(Stored items)
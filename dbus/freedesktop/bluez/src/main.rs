use anyhow::{bail, Context, Result};
use bluez_validation::config::Config;
use bluez_validation::interfaces::device::DeviceFilter;
use bluez_validation::profiles::ProfileUuid;
use bluez_validation::service::BluetoothService;
use clap::{Parser, Subcommand, ValueEnum};
use futures::StreamExt;
use log::{error, info, warn};
use regex::Regex;
use std::path::{Path, PathBuf};

/// Bluetooth profile validation scenarios
#[derive(Parser)]
#[command(author, version, about, long_about = None)]
struct Cli {
    /// The bluetooth interface to use (e.g. hci0)
    #[arg(short, long)]
    interface: Option<String>,

    /// TOML configuration file
    #[arg(short, long)]
    config: Option<PathBuf>,

    #[command(subcommand)]
    command: Commands,
}

#[derive(Subcommand)]
enum Commands {
    /// Power on, unpair everything, then list devices and the profiles of the target
    Basic {
        /// Regex matched against device addresses
        #[arg(short, long)]
        target: String,
    },
    /// Print the profiles the adapter supports
    Profiles,
    /// Rename the adapter and check the new name sticks
    SetName {
        /// Name to set, random when omitted
        #[arg(short, long)]
        name: Option<String>,
    },
    /// Control or read the adapter power state
    Power {
        #[arg(value_enum)]
        state: PowerArg,
    },
    /// Power off every adapter
    AdaptersOff,
    /// Pair with a device
    Pair {
        /// Address of the device
        #[arg(short, long)]
        target: String,
    },
    /// Unpair every paired device
    UnpairAll,
    /// Connect a profile on a device
    ConnectProfile {
        #[arg(short, long)]
        target: String,
        /// Profile alias (a2dp-source, a2dp-sink, hfp-hs, hfp-ag, hid, hogp) or uuid
        #[arg(short, long)]
        profile: String,
    },
    /// Stream a raw, already encoded file to a device's media transport
    Stream {
        #[arg(short, long)]
        target: String,
        #[arg(short, long, default_value = "a2dp-sink")]
        profile: String,
        #[arg(short, long)]
        file: PathBuf,
    },
}

#[derive(Clone, Copy, ValueEnum)]
enum PowerArg {
    On,
    Off,
    Status,
}

#[tokio::main]
async fn main() -> Result<()> {
    env_logger::Builder::from_env(env_logger::Env::default().default_filter_or("info")).init();
    let cli = Cli::parse();

    let config = match &cli.config {
        Some(path) => Config::load(path)?,
        None => Config::default(),
    };
    let interface = cli
        .interface
        .clone()
        .unwrap_or_else(|| config.default_adapter.clone());

    let mut service = BluetoothService::new(&config)
        .await
        .context("failed to connect to bluez")?;
    service
        .select_adapter(&interface)
        .await
        .with_context(|| format!("adapter {} not available", interface))?;

    run(&mut service, &config, cli.command).await
}

/// Runs one scenario. Every failure is logged here before being returned.
async fn run(service: &mut BluetoothService, config: &Config, command: Commands) -> Result<()> {
    let result = match command {
        Commands::Basic { target } => basic(service, config, &target).await,
        Commands::Profiles => show_adapter_profiles(service).await,
        Commands::SetName { name } => set_name(service, config, name).await,
        Commands::Power { state } => power(service, state).await,
        Commands::AdaptersOff => service.ensure_adapters_off().await.map_err(Into::into),
        Commands::Pair { target } => pair(service, &target).await,
        Commands::UnpairAll => unpair_all(service).await,
        Commands::ConnectProfile { target, profile } => {
            connect_profile(service, &target, &profile).await
        }
        Commands::Stream {
            target,
            profile,
            file,
        } => stream(service, &target, &profile, &file).await,
    };
    if let Err(e) = &result {
        error!("{:#}", e);
    }
    result
}

async fn basic(service: &BluetoothService, config: &Config, target: &str) -> Result<()> {
    info!("starting bluetooth basic functional test");
    let target = Regex::new(target).context("invalid target pattern")?;
    if !service.power_state().await? {
        service.power_on().await?;
    }
    service.unpair_all().await?;
    tokio::time::sleep(config.settle_delay()).await;

    info!("test scan ...");
    let devices = service.devices(None, DeviceFilter::default()).await?;
    let mut devices = std::pin::pin!(devices.stream());
    while let Some(device) = devices.next().await {
        let device = device?;
        println!("{}", device);
        if target.is_match(&device.address) {
            info!("found target {}", device);
            print_profiles(&device.to_string(), &service.device_profiles(&device).await?);
        }
    }
    Ok(())
}

async fn pair(service: &BluetoothService, target: &str) -> Result<()> {
    let device = service.find_device(target).await?;
    service.pair(&device).await?;
    Ok(())
}

async fn unpair_all(service: &BluetoothService) -> Result<()> {
    let report = service.unpair_all().await?;
    for (address, e) in &report.failed {
        warn!("unpairing {} failed: {}", address, e);
    }
    Ok(())
}

async fn connect_profile(service: &BluetoothService, target: &str, profile: &str) -> Result<()> {
    let device = service.find_device(target).await?;
    let profile = ProfileUuid::from_alias(profile)?;
    service
        .connect_profile(&device, &profile)
        .await
        .context("profile connection failed")
}

async fn show_adapter_profiles(service: &BluetoothService) -> Result<()> {
    let profiles = service.adapter_profiles().await?;
    let adapter = service
        .selected_adapter()
        .map(ToString::to_string)
        .unwrap_or_default();
    print_profiles(&format!("adapter {}", adapter), &profiles);
    Ok(())
}

fn print_profiles<'a>(owner: &str, profiles: impl IntoIterator<Item = &'a ProfileUuid>) {
    println!("Supported profiles for {}:", owner);
    for profile in profiles {
        match profile.name() {
            Some(name) => println!(" - {} ({})", profile, name),
            None => println!(" - {}", profile),
        }
    }
}

async fn set_name(service: &BluetoothService, config: &Config, name: Option<String>) -> Result<()> {
    let original = service.name().await?;
    let name = name.unwrap_or_else(random_name);
    info!("attempting to set bluetooth name to {}", name);
    service.set_name(&name).await?;
    tokio::time::sleep(config.settle_delay()).await;
    let current = service.name().await?;
    if current != name && current == original {
        bail!("set bluetooth name failed, name is still {}", current);
    }
    info!("bluetooth name is now {}", current);
    Ok(())
}

/// `bt-` followed by five random lower-case letters.
fn random_name() -> String {
    let letters: String = uuid::Uuid::new_v4()
        .as_bytes()
        .iter()
        .take(5)
        .map(|b| char::from(b'a' + b % 26))
        .collect();
    format!("bt-{}", letters)
}

async fn power(service: &BluetoothService, state: PowerArg) -> Result<()> {
    match state {
        PowerArg::On => service.power_on().await?,
        PowerArg::Off => service.power_off().await?,
        PowerArg::Status => {}
    }
    let on = service.power_state().await?;
    println!("Current power state: {}", if on { "on" } else { "off" });
    Ok(())
}

async fn stream(
    service: &BluetoothService,
    target: &str,
    profile: &str,
    file: &Path,
) -> Result<()> {
    let data = std::fs::read(file).with_context(|| format!("failed to read {}", file.display()))?;
    let device = service.find_device(target).await?;
    let profile = ProfileUuid::from_alias(profile)?;
    let path = service.find_transport_for_profile(&device, &profile).await?;
    let mut transport = service.acquire_transport(&path).await?;
    let written = transport.write_all_chunked(&data);
    service.release_transport(transport).await?;
    info!("streamed {} bytes to {}", written?, device);
    Ok(())
}
//! Lookup of bus objects by interface and trailing path segment.

use crate::errors::BluezError;
use crate::proxies::BusConnection;
use log::debug;
use std::sync::Arc;

/// Enumerates the objects the stack exposes for an interface and resolves a single
/// object from the last segment of its path (`hci0`, `dev_00_11_22_33_44_55`, `fd0`).
#[derive(Clone)]
pub struct ObjectCache {
    bus: Arc<dyn BusConnection>,
}

impl ObjectCache {
    pub fn new(bus: Arc<dyn BusConnection>) -> Self {
        Self { bus }
    }

    /// Every object implementing `interface`, in enumeration order.
    pub async fn find_objects(&self, interface: &str) -> Result<Vec<String>, BluezError> {
        Ok(self.bus.objects_with_interface(interface).await?)
    }

    /// The first object implementing `interface` whose last path segment equals `suffix`.
    ///
    /// Matching is exact and case-sensitive: `hci1` never matches `/org/bluez/hci10`.
    pub async fn find_by_suffix(&self, interface: &str, suffix: &str) -> Result<String, BluezError> {
        let path = self
            .find_objects(interface)
            .await?
            .into_iter()
            .find(|path| last_segment(path) == suffix)
            .ok_or_else(|| BluezError::not_found(interface_kind(interface), suffix))?;
        debug!("resolved {} to {}", suffix, path);
        Ok(path)
    }
}

/// Last `/`-separated segment of an object path.
pub fn last_segment(path: &str) -> &str {
    path.rsplit('/').next().unwrap_or(path)
}

/// Object path of the parent of `path`, `None` for the root.
pub fn parent_path(path: &str) -> Option<&str> {
    match path.rfind('/') {
        Some(0) if path.len() > 1 => Some("/"),
        Some(0) | None => None,
        Some(index) => Some(&path[..index]),
    }
}

fn interface_kind(interface: &str) -> &'static str {
    match interface {
        crate::proxies::ADAPTER_INTERFACE => "adapter",
        crate::proxies::DEVICE_INTERFACE => "device",
        crate::proxies::MEDIA_TRANSPORT_INTERFACE => "transport",
        _ => "object",
    }
}
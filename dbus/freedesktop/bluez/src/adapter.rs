//! Adapter controller: selection and control of the local radio.
//!
//! Every operation except [`AdapterController::select_adapter`] and
//! [`AdapterController::adapters`] acts on the selected adapter and fails with
//! [`BluezError::NoAdapterSelected`] when there is none.

use crate::errors::BluezError;
use crate::interfaces::AdapterHandle;
use crate::objects::ObjectCache;
use crate::profiles::{parse_uuid_list, ProfileUuid};
use crate::properties::PropertyAccessor;
use crate::proxies::{BusConnection, ADAPTER_INTERFACE};
use futures::future::BoxFuture;
use log::{debug, error, info};
use std::collections::BTreeSet;
use std::sync::Arc;

pub struct AdapterController {
    objects: ObjectCache,
    props: PropertyAccessor,
    selected: Option<AdapterHandle>,
}

impl AdapterController {
    pub fn new(bus: Arc<dyn BusConnection>) -> Self {
        Self {
            objects: ObjectCache::new(bus.clone()),
            props: PropertyAccessor::new(bus),
            selected: None,
        }
    }

    /// Resolves the adapter whose path ends in `name` (`hci0`) and makes it the selection.
    ///
    /// On failure the previous selection is kept.
    pub async fn select_adapter(&mut self, name: &str) -> Result<AdapterHandle, BluezError> {
        let path = self.objects.find_by_suffix(ADAPTER_INTERFACE, name).await?;
        let adapter = AdapterHandle::new(path);
        info!("selected adapter {}", adapter.path);
        self.selected = Some(adapter.clone());
        Ok(adapter)
    }

    pub fn selected(&self) -> Option<&AdapterHandle> {
        self.selected.as_ref()
    }

    pub(crate) fn require_selected(&self) -> Result<&AdapterHandle, BluezError> {
        self.selected.as_ref().ok_or(BluezError::NoAdapterSelected)
    }

    /// Every adapter on the bus, in enumeration order.
    pub async fn adapters(&self) -> Result<Vec<AdapterHandle>, BluezError> {
        Ok(self
            .objects
            .find_objects(ADAPTER_INTERFACE)
            .await?
            .into_iter()
            .map(AdapterHandle::new)
            .collect())
    }

    /// Powers the selected adapter on or off.
    pub async fn power(&self, on: bool) -> Result<(), BluezError> {
        let adapter = self.require_selected()?;
        info!("powering {} bluetooth adapter {}", if on { "on" } else { "off" }, adapter);
        self.props
            .set(&adapter.path, ADAPTER_INTERFACE, "Powered", on)
            .await
            .inspect_err(|e| error!("failed to power {}: {}", adapter, e))
    }

    pub async fn power_state(&self) -> Result<bool, BluezError> {
        let adapter = self.require_selected()?;
        let powered = self
            .props
            .get_bool(&adapter.path, ADAPTER_INTERFACE, "Powered")
            .await?;
        debug!("adapter {} is {}", adapter, if powered { "on" } else { "off" });
        Ok(powered)
    }

    /// Sets the friendly name (alias) of the selected adapter.
    pub async fn set_name(&self, name: &str) -> Result<(), BluezError> {
        let adapter = self.require_selected()?;
        self.props
            .set(&adapter.path, ADAPTER_INTERFACE, "Alias", name)
            .await?;
        info!("bluetooth adapter {} name set to {}", adapter, name);
        Ok(())
    }

    pub async fn name(&self) -> Result<String, BluezError> {
        let adapter = self.require_selected()?;
        self.props
            .get_string(&adapter.path, ADAPTER_INTERFACE, "Alias")
            .await
    }

    /// Profiles the selected adapter advertises.
    pub async fn supported_profiles(&self) -> Result<BTreeSet<ProfileUuid>, BluezError> {
        let adapter = self.require_selected()?;
        let uuids = self
            .props
            .get_strings(&adapter.path, ADAPTER_INTERFACE, "UUIDs")
            .await
            .map_err(|e| {
                error!("failed to retrieve profiles for adapter {}: {}", adapter, e);
                BluezError::ProfileQueryFailed {
                    target: adapter.to_string(),
                    reason: e.to_string(),
                }
            })?;
        parse_uuid_list(adapter.name(), uuids)
    }

    /// Runs `f` once per adapter with that adapter selected. The previous selection is
    /// restored afterwards, also when `f` fails.
    pub async fn for_each_adapter<F>(&mut self, mut f: F) -> Result<(), BluezError>
    where
        F: for<'a> FnMut(&'a AdapterController) -> BoxFuture<'a, Result<(), BluezError>>,
    {
        let adapters = self.adapters().await?;
        let previous = self.selected.take();
        let mut result = Ok(());
        for adapter in adapters {
            self.selected = Some(adapter);
            result = f(self).await;
            if result.is_err() {
                break;
            }
        }
        self.selected = previous;
        result
    }
}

Work instructions
Please copy only these lines, exactly: the first line of the records through the line containing "use (e.g. hci0)", ends included.

Written reply
filename dbus/freedesktop/bluez/src/main.rs
use anyhow::{bail, Context, Result};
use bluez_validation::config::Config;
use bluez_validation::interfaces::device::DeviceFilter;
use bluez_validation::profiles::ProfileUuid;
use bluez_validation::service::BluetoothService;
use clap::{Parser, Subcommand, ValueEnum};
use futures::StreamExt;
use log::{error, info, warn};
use regex::Regex;
use std::path::{Path, PathBuf};

/// Bluetooth profile validation scenarios
#[derive(Parser)]
#[command(author, version, about, long_about = None)]
struct Cli {
    /// The bluetooth interface to use (e.g. hci0)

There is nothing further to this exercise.